# [ABOUT THIS EXERCISE]
Transcribe the lines of the records starting with the one that has "use crate::config::game::BOARD_CELLS;" in it and ending with the last, and transcribe nothing else.

──────────

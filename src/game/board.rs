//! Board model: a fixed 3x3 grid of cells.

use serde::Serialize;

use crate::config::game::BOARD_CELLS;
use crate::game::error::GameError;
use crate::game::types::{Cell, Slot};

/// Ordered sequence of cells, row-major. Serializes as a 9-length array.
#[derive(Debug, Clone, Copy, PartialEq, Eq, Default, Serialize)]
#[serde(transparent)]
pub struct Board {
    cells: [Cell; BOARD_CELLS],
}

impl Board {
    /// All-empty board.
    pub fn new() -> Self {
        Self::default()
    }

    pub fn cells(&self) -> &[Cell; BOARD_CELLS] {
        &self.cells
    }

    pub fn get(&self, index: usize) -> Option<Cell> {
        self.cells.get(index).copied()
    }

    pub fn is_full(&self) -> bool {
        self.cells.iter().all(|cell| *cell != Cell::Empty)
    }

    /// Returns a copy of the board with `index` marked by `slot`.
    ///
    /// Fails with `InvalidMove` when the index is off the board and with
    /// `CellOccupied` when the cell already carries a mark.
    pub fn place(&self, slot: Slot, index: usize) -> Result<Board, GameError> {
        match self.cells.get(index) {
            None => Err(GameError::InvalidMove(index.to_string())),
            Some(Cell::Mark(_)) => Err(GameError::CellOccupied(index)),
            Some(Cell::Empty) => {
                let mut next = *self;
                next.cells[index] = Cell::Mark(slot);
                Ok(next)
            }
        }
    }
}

──────────

# [TASK RESULT]
use crate::config::game::BOARD_CELLS;
use crate::game::error::GameError;
use crate::game::types::{Cell, Slot};

/// Ordered sequence of cells, row-major. Serializes as a 9-length array.
#[derive(Debug, Clone, Copy, PartialEq, Eq, Default, Serialize)]
#[serde(transparent)]
pub struct Board {
    cells: [Cell; BOARD_CELLS],
}

impl Board {
    /// All-empty board.
    pub fn new() -> Self {
        Self::default()
    }

    pub fn cells(&self) -> &[Cell; BOARD_CELLS] {
        &self.cells
    }

    pub fn get(&self, index: usize) -> Option<Cell> {
        self.cells.get(index).copied()
    }

    pub fn is_full(&self) -> bool {
        self.cells.iter().all(|cell| *cell != Cell::Empty)
    }

    /// Returns a copy of the board with `index` marked by `slot`.
    ///
    /// Fails with `InvalidMove` when the index is off the board and with
    /// `CellOccupied` when the cell already carries a mark.
    pub fn place(&self, slot: Slot, index: usize) -> Result<Board, GameError> {
        match self.cells.get(index) {
            None => Err(GameError::InvalidMove(index.to_string())),
            Some(Cell::Mark(_)) => Err(GameError::CellOccupied(index)),
            Some(Cell::Empty) => {
                let mut next = *self;
                next.cells[index] = Cell::Mark(slot);
                Ok(next)
            }
        }
    }
}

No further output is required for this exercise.